[Stored data entries]
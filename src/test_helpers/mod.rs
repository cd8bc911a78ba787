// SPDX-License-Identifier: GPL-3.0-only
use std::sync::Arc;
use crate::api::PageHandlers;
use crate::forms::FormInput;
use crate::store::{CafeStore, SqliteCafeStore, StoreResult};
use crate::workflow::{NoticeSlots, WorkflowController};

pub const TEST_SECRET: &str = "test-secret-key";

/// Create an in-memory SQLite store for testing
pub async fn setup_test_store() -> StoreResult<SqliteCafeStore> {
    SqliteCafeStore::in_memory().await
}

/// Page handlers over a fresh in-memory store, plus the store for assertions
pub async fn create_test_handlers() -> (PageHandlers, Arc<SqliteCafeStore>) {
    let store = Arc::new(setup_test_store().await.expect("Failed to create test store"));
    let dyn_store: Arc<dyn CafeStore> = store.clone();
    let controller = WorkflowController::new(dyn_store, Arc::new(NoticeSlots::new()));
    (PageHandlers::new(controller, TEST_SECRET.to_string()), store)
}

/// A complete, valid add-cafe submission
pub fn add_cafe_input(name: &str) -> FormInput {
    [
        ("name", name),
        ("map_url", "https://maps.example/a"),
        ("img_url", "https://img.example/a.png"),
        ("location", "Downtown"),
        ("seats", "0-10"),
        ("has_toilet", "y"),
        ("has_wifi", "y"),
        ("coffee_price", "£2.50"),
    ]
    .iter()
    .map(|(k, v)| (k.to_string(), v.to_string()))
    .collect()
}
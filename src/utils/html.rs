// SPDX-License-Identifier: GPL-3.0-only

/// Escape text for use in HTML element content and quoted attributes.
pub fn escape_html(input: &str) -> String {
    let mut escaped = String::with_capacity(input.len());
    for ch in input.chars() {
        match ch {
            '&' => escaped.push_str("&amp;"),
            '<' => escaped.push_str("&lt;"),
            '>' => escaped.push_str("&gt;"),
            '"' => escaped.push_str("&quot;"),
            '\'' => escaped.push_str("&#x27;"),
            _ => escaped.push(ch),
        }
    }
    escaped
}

==

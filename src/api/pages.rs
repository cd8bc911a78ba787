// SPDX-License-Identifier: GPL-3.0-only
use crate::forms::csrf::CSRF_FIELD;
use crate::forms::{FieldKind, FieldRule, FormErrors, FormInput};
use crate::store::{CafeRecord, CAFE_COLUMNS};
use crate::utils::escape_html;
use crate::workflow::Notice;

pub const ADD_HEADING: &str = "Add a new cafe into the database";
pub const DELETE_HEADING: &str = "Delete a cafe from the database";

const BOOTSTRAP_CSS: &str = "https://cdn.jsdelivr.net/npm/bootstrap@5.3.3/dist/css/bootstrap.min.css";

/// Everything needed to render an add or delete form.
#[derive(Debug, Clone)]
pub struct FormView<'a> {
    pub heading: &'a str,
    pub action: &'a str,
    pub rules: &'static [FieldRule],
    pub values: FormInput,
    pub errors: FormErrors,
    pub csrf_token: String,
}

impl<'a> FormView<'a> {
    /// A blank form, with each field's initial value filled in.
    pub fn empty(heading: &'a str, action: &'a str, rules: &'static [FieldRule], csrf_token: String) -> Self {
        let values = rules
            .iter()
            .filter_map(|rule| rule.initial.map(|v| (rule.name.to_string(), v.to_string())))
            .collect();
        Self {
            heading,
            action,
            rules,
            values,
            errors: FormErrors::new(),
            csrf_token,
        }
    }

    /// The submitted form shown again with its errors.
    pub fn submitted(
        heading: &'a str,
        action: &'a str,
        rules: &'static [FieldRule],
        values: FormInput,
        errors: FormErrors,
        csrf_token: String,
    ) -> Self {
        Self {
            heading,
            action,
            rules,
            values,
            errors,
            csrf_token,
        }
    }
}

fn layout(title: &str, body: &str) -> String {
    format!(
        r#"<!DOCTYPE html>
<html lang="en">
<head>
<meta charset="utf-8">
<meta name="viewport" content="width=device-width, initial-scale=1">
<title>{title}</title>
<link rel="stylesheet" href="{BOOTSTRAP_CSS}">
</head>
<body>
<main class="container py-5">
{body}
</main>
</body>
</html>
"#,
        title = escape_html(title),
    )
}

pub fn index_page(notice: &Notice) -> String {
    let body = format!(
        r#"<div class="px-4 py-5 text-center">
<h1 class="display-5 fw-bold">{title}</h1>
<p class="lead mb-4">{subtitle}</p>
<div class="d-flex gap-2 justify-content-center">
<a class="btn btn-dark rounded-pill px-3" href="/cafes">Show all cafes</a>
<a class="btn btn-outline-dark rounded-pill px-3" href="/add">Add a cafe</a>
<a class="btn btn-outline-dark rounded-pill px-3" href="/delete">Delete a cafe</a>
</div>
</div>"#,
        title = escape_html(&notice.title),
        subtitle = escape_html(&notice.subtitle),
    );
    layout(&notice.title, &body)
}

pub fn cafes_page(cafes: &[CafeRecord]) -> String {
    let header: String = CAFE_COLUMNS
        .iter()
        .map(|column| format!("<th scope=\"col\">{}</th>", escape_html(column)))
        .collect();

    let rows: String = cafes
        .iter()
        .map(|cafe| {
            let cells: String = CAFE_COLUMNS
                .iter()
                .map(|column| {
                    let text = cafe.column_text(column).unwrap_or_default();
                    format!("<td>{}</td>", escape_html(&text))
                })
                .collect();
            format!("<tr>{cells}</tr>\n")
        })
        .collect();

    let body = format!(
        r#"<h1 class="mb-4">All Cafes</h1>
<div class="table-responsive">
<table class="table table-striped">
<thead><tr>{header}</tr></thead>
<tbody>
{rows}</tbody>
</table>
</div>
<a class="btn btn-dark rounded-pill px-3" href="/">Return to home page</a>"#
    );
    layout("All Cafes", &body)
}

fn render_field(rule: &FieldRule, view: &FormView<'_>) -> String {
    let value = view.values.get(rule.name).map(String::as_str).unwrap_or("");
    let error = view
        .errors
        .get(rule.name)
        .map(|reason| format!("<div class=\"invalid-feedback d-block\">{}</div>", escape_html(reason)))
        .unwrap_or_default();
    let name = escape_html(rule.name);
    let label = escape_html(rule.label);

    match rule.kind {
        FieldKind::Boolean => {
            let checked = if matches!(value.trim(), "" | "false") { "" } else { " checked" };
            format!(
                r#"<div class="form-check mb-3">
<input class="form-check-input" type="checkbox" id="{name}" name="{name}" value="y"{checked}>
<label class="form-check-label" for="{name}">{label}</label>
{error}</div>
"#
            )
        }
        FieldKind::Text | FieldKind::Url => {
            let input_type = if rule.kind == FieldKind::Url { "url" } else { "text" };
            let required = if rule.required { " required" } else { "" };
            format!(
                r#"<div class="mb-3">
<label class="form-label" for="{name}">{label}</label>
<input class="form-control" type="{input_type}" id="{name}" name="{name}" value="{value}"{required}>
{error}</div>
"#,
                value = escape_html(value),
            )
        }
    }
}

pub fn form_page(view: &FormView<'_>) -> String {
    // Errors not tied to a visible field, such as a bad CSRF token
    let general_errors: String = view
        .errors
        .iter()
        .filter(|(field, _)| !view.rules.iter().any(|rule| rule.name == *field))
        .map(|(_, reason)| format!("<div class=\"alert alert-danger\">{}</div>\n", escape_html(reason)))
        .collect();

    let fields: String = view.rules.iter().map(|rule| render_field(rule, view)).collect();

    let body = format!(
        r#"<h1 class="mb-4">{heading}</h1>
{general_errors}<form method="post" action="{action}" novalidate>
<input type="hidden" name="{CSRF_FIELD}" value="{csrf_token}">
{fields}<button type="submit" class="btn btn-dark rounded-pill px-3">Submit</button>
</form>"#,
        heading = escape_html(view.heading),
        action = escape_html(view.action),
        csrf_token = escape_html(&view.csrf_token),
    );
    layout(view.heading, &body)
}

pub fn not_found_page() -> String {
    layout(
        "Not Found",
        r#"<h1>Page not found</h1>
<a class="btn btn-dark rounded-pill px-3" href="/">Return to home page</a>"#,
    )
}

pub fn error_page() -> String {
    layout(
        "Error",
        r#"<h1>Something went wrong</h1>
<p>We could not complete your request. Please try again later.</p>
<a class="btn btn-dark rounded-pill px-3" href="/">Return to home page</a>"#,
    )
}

==

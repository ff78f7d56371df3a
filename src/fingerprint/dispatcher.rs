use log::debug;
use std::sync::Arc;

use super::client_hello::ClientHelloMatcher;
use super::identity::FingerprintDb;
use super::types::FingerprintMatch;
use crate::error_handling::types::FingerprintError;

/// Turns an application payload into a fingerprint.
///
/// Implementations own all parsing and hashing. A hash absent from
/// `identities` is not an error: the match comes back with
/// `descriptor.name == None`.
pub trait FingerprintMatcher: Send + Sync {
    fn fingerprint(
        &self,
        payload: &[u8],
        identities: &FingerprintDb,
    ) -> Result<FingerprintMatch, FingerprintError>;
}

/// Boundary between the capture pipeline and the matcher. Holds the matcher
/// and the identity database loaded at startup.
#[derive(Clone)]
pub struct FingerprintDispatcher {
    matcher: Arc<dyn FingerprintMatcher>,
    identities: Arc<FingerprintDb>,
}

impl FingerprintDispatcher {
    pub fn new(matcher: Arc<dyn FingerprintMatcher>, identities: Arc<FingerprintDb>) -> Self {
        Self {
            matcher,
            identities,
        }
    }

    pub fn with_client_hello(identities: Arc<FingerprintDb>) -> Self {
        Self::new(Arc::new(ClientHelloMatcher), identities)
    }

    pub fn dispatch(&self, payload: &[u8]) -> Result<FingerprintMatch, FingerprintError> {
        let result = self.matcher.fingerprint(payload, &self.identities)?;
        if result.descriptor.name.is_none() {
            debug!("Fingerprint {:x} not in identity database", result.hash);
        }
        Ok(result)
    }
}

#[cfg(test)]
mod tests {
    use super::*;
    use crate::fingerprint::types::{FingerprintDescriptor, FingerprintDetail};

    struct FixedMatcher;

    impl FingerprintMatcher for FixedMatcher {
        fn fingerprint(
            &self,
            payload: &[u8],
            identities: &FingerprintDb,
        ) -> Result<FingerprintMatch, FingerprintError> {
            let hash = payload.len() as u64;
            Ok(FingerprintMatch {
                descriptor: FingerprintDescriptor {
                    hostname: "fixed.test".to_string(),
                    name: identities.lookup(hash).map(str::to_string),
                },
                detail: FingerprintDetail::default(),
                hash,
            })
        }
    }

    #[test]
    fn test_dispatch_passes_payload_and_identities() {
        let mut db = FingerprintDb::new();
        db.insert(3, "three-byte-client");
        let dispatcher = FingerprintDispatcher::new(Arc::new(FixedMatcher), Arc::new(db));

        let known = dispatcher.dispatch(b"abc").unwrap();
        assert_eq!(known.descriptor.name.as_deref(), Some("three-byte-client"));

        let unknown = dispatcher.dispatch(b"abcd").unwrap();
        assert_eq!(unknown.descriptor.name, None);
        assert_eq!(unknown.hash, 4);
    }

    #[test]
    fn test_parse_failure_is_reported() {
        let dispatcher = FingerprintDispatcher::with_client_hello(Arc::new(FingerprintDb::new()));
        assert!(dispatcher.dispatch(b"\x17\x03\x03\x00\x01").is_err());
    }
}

#### What needs to be done
From the data, pick out every line that includes "escaped".

#### Task response
    let mut escaped = String::with_capacity(input.len());
            '&' => escaped.push_str("&amp;"),
            '<' => escaped.push_str("&lt;"),
            '>' => escaped.push_str("&gt;"),
            '"' => escaped.push_str("&quot;"),
            '\'' => escaped.push_str("&#x27;"),
            _ => escaped.push(ch),
    escaped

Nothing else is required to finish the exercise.